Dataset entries
-------

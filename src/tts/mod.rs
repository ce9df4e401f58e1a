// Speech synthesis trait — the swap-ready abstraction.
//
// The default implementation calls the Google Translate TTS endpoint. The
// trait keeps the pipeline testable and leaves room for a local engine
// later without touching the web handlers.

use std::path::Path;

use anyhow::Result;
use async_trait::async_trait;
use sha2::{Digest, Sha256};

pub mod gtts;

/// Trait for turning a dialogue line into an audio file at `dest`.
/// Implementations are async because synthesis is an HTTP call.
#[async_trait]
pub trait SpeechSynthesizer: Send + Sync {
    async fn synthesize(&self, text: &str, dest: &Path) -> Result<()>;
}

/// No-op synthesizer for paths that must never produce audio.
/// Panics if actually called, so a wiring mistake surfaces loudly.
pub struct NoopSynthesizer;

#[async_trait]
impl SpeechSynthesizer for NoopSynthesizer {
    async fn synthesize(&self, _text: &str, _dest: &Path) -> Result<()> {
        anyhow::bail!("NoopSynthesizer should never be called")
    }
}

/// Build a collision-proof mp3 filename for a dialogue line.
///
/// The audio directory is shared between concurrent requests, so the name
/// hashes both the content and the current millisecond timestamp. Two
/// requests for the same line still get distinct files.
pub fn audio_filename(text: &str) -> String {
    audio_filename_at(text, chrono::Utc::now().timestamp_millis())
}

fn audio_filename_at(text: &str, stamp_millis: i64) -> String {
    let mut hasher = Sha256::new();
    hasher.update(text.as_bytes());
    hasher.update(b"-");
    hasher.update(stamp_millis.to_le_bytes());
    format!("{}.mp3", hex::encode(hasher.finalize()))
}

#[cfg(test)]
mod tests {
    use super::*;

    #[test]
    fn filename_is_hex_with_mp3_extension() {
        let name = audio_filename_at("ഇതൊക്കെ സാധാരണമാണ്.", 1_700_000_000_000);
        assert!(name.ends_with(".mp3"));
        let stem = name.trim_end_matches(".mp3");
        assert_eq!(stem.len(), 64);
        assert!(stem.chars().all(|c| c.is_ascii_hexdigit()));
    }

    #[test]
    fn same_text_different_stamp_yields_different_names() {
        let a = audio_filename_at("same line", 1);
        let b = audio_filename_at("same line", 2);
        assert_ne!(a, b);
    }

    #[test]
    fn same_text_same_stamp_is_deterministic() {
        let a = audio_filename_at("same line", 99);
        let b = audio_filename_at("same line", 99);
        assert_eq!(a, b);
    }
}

-------

#### What the task asks
For this exercise, output the entries above exactly as written.

#### Output below
filename src/tts/mod.rs
repository ce9df4e401f58e1a
// Speech synthesis trait — the swap-ready abstraction.
//
// The default implementation calls the Google Translate TTS endpoint. The
// trait keeps the pipeline testable and leaves room for a local engine
// later without touching the web handlers.

use std::path::Path;

use anyhow::Result;
use async_trait::async_trait;
use sha2::{Digest, Sha256};

pub mod gtts;

/// Trait for turning a dialogue line into an audio file at `dest`.
/// Implementations are async because synthesis is an HTTP call.
#[async_trait]
pub trait SpeechSynthesizer: Send + Sync {
    async fn synthesize(&self, text: &str, dest: &Path) -> Result<()>;
}

/// No-op synthesizer for paths that must never produce audio.
/// Panics if actually called, so a wiring mistake surfaces loudly.
pub struct NoopSynthesizer;

#[async_trait]
impl SpeechSynthesizer for NoopSynthesizer {
    async fn synthesize(&self, _text: &str, _dest: &Path) -> Result<()> {
        anyhow::bail!("NoopSynthesizer should never be called")
    }
}

/// Build a collision-proof mp3 filename for a dialogue line.
///
/// The audio directory is shared between concurrent requests, so the name
/// hashes both the content and the current millisecond timestamp. Two
/// requests for the same line still get distinct files.
pub fn audio_filename(text: &str) -> String {
    audio_filename_at(text, chrono::Utc::now().timestamp_millis())
}

fn audio_filename_at(text: &str, stamp_millis: i64) -> String {
    let mut hasher = Sha256::new();
    hasher.update(text.as_bytes());
    hasher.update(b"-");
    hasher.update(stamp_millis.to_le_bytes());
    format!("{}.mp3", hex::encode(hasher.finalize()))
}

#[cfg(test)]
mod tests {
    use super::*;

    #[test]
    fn filename_is_hex_with_mp3_extension() {
        let name = audio_filename_at("ഇതൊക്കെ സാധാരണമാണ്.", 1_700_000_000_000);
        assert!(name.ends_with(".mp3"));
        let stem = name.trim_end_matches(".mp3");
        assert_eq!(stem.len(), 64);
        assert!(stem.chars().all(|c| c.is_ascii_hexdigit()));
    }

    #[test]
    fn same_text_different_stamp_yields_different_names() {
        let a = audio_filename_at("same line", 1);
        let b = audio_filename_at("same line", 2);
        assert_ne!(a, b);
    }

    #[test]
    fn same_text_same_stamp_is_deterministic() {
        let a = audio_filename_at("same line", 99);
        let b = audio_filename_at("same line", 99);
        assert_eq!(a, b);
    }
}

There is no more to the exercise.